Avoid Employee Conflict
- Encourage inter-departmental communication early. During your onboarding process, assign new hires to work in different departments for a day. They’ll learn how their role affects the company, and they’ll form working relationships with their colleagues.
- Respect personality differences and adjust for employee strengths. Often, a perceived weakness is masking a corresponding strength. An introvert struggling in a team setting may excel if given the opportunity to work independently. Use personality tests and strength-based assessments to ensure everyone can thrive in their role.
- Foster team relationships with company-sponsored events. Whether it’s a company-wide baseball game or a smaller outing to a comedy club with the team, give employees a chance to get to know their colleagues beyond their work role.
- Incorporate relationship-building and social needs into your onboarding process. Get new hires off to a great start by encouraging workplace friendships. Ask your new hire to write a short biography, including information such as hobbies or pets. Post this biography in a prominent place on the company intranet. Assign a peer buddy to each new hire to help them learn the company’s culture and unwritten rules, and schedule lunches with team members.
- Reexamine your incentive and rewards program. Make sure to revise employee incentives that may encourage too much competition and create conflict.
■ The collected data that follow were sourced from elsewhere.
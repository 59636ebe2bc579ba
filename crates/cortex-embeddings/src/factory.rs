use std::sync::Arc;

use cortex_core::config::{EmbeddingConfig, EmbeddingProviderKind};
use cortex_core::errors::CortexResult;
use cortex_core::traits::EmbeddingProvider;

use crate::mock::MockEmbeddingProvider;
use crate::openai_compatible::OpenAiCompatibleEmbeddingProvider;

/// Builds the configured embedding provider. This is the only place in
/// the workspace that reads `EmbeddingConfig::provider` — everything else
/// depends on the `EmbeddingProvider` trait.
pub fn build_embedding_provider(config: &EmbeddingConfig) -> CortexResult<Arc<dyn EmbeddingProvider>> {
    match config.provider {
        EmbeddingProviderKind::Mock => Ok(Arc::new(MockEmbeddingProvider::new(config.dimensions))),
        EmbeddingProviderKind::OpenAiCompatible => {
            let base_url = config
                .base_url
                .clone()
                .unwrap_or_else(|| "https://api.openai.com/v1".to_string());
            let api_key = config
                .api_key_env
                .as_ref()
                .and_then(|var| std::env::var(var).ok());
            let provider = OpenAiCompatibleEmbeddingProvider::new(
                base_url,
                config.model.clone(),
                api_key,
                config.dimensions,
                config.request_timeout_ms,
                config.max_retries,
            )?;
            Ok(Arc::new(provider))
        }
    }
}
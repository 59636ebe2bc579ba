use serde::{Deserialize, Serialize};

/// Configuration for the hybrid recall pipeline (§4.3 / C6).
#[derive(Debug, Clone, Serialize, Deserialize)]
#[serde(default)]
pub struct RetrievalConfig {
    pub vector_candidate_k: usize,
    pub graph_expansion_hops: u32,
    pub graph_expansion_fanout: usize,
    pub vector_weight: f64,
    pub graph_weight: f64,
    pub recency_weight: f64,
    pub confidence_weight: f64,
    pub top_k_default: usize,
    pub top_k_max: usize,
    pub access_boost_on_retrieval: bool,
}

impl Default for RetrievalConfig {
    fn default() -> Self {
        Self {
            vector_candidate_k: 50,
            graph_expansion_hops: 2,
            graph_expansion_fanout: 10,
            vector_weight: 0.45,
            graph_weight: 0.25,
            recency_weight: 0.15,
            confidence_weight: 0.15,
            top_k_default: 10,
            top_k_max: 100,
            access_boost_on_retrieval: true,
        }
    }
}
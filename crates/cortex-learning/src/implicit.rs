//! §4.9 "Implicit feedback" — the reasoner inspects a conversation turn
//! against the memories that were recalled into it and infers feedback
//! signals, which are applied exactly like explicit ones but tagged
//! `MutationSourceType::Implicit`. Invalid memory ids or ids that don't
//! belong to this agent are silently dropped.

use std::sync::Arc;

use cortex_confidence::ConfidenceEngine;
use cortex_core::errors::CortexResult;
use cortex_core::ids::{AgentId, MemoryId, TenantId};
use cortex_core::models::{FeedbackSignal, Memory, MutationSourceType};
use cortex_core::traits::{FeedbackStore, LanguageReasoner, MemoryStore};
use tracing::warn;

pub async fn detect_and_apply_implicit(
    memories: &Arc<dyn MemoryStore>,
    feedback: &Arc<dyn FeedbackStore>,
    confidence: &ConfidenceEngine,
    reasoner: &Arc<dyn LanguageReasoner>,
    tenant_id: TenantId,
    agent_id: AgentId,
    conversation: &str,
    recalled: &[(MemoryId, String)],
) -> CortexResult<Vec<Memory>> {
    let recalled_pairs: Vec<(String, String)> = recalled
        .iter()
        .map(|(id, content)| (id.to_string(), content.clone()))
        .collect();

    let items = reasoner.detect_implicit_feedback(conversation, &recalled_pairs).await?;

    let mut applied = Vec::with_capacity(items.len());
    for item in items {
        let memory_id = match MemoryId::parse(&item.memory_id) {
            Ok(id) => id,
            Err(_) => {
                warn!(memory_id = %item.memory_id, "implicit feedback referenced an unparseable memory id, dropping");
                continue;
            }
        };

        if memories.get(tenant_id, agent_id, memory_id).await.is_err() {
            warn!(memory_id = %item.memory_id, "implicit feedback referenced an unknown memory, dropping");
            continue;
        }

        let mut signal = FeedbackSignal::new(memory_id, agent_id, item.signal_type);
        signal.context = Some(item.evidence.clone());
        feedback.append(signal).await?;

        let effect = cortex_core::constants::feedback_effect(item.signal_type);
        let updated = confidence
            .apply_feedback_effect(
                tenant_id,
                agent_id,
                memory_id,
                effect,
                MutationSourceType::Implicit,
                Some(format!("implicit: {} (confidence {:.2})", item.evidence, item.confidence)),
            )
            .await?;
        applied.push(updated);
    }

    Ok(applied)
}

#[cfg(test)]
mod tests {
    use super::*;
    use cortex_core::models::{Agent, MemoryType, Provenance};
    use cortex_reasoner::MockLanguageReasoner;
    use cortex_storage::InMemoryStore;

    #[tokio::test]
    async fn valid_implicit_feedback_is_applied() {
        let store = Arc::new(InMemoryStore::default());
        let tenant_id = TenantId::new();
        let agent = store.create(Agent::new(tenant_id, "ext-1", "test agent")).await.unwrap();
        let agent_id = agent.id;

        let memory = Memory::new(tenant_id, agent_id, MemoryType::Fact, "the sky is blue", Provenance::User, 0.5, 0.02);
        let id = memory.id;
        store.upsert(memory).await.unwrap();

        let memories: Arc<dyn MemoryStore> = store.clone();
        let feedback: Arc<dyn FeedbackStore> = store.clone();
        let confidence = ConfidenceEngine::new(store.clone(), store.clone());
        let reasoner: Arc<dyn LanguageReasoner> = Arc::new(MockLanguageReasoner::default());

        let recalled = vec![(id, "the sky is blue".to_string())];
        let applied = detect_and_apply_implicit(
            &memories,
            &feedback,
            &confidence,
            &reasoner,
            tenant_id,
            agent_id,
            "thanks, exactly — the sky is blue, that's helpful",
            &recalled,
        )
        .await
        .unwrap();

        assert_eq!(applied.len(), 1);
        assert!(applied[0].confidence >= 0.5);
    }

    #[tokio::test]
    async fn unknown_memory_id_is_silently_dropped() {
        let store = Arc::new(InMemoryStore::default());
        let tenant_id = TenantId::new();
        let agent_id = AgentId::new();

        let memories: Arc<dyn MemoryStore> = store.clone();
        let feedback: Arc<dyn FeedbackStore> = store.clone();
        let confidence = ConfidenceEngine::new(store.clone(), store.clone());
        let reasoner: Arc<dyn LanguageReasoner> = Arc::new(MockLanguageReasoner::default());

        let bogus_id = MemoryId::new();
        let recalled = vec![(bogus_id, "some useful content".to_string())];
        let applied = detect_and_apply_implicit(
            &memories,
            &feedback,
            &confidence,
            &reasoner,
            tenant_id,
            agent_id,
            "thanks, exactly — that useful content helped",
            &recalled,
        )
        .await
        .unwrap();

        assert!(applied.is_empty());
    }
}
Improve Your HR Recruitment Results
- Use an ATS to automate repetitive tasks such as posting to multiple job sites, texting candidates and tracking progress. By doing so, you’ll have more time for creating a strategy that improves your hiring process.
- Harness the power of data. Your ATS can tell you important information, such as your time-to-hire ratio, drop off rate, how long it takes applicants to complete an application and more. You can use your ATS to find out where you can make improvements in your process.
- Implement an employee referral program. Employee referrals result in more new hires than any other method. And they tend to stay with the company longer.
- Use a team approach to make better hiring decisions and avoid unconscious bias.
- Make it easy to attract top talent by developing your employer brand.
Take the Headache Out of Human Resources
The causes behind the most common HR issues are increasingly complex. Discrimination, once confined to the office, can now happen across great distances. And greater social awareness is bringing a wider range of claims to the courts. Wage and hour laws, always notoriously complex, can be downright perplexing when it comes to remote workers.
Training has become a key expectation from top talent. Employee conflict, which affects your productivity and culture, is even more damaging in the tight post-Covid labor market. There are a lot of factors that support the current labor shortage and the Great Resignation phenomenon we are experiencing. Unfortunately, neither are going to change in the near term.
Without a doubt, a career in human resources can be a wild ride. On the one hand, you’ve got a pile of new laws and regulations to decipher and an executive team demanding more metrics. On the other hand, you get to help people reach their potential and assist them when they need support along their work journey. If you want to reclaim part of your workday and throw away your aspirin bottle, I suggest you work with companies that are truly interested in partnering with you and your success versus just selling you software.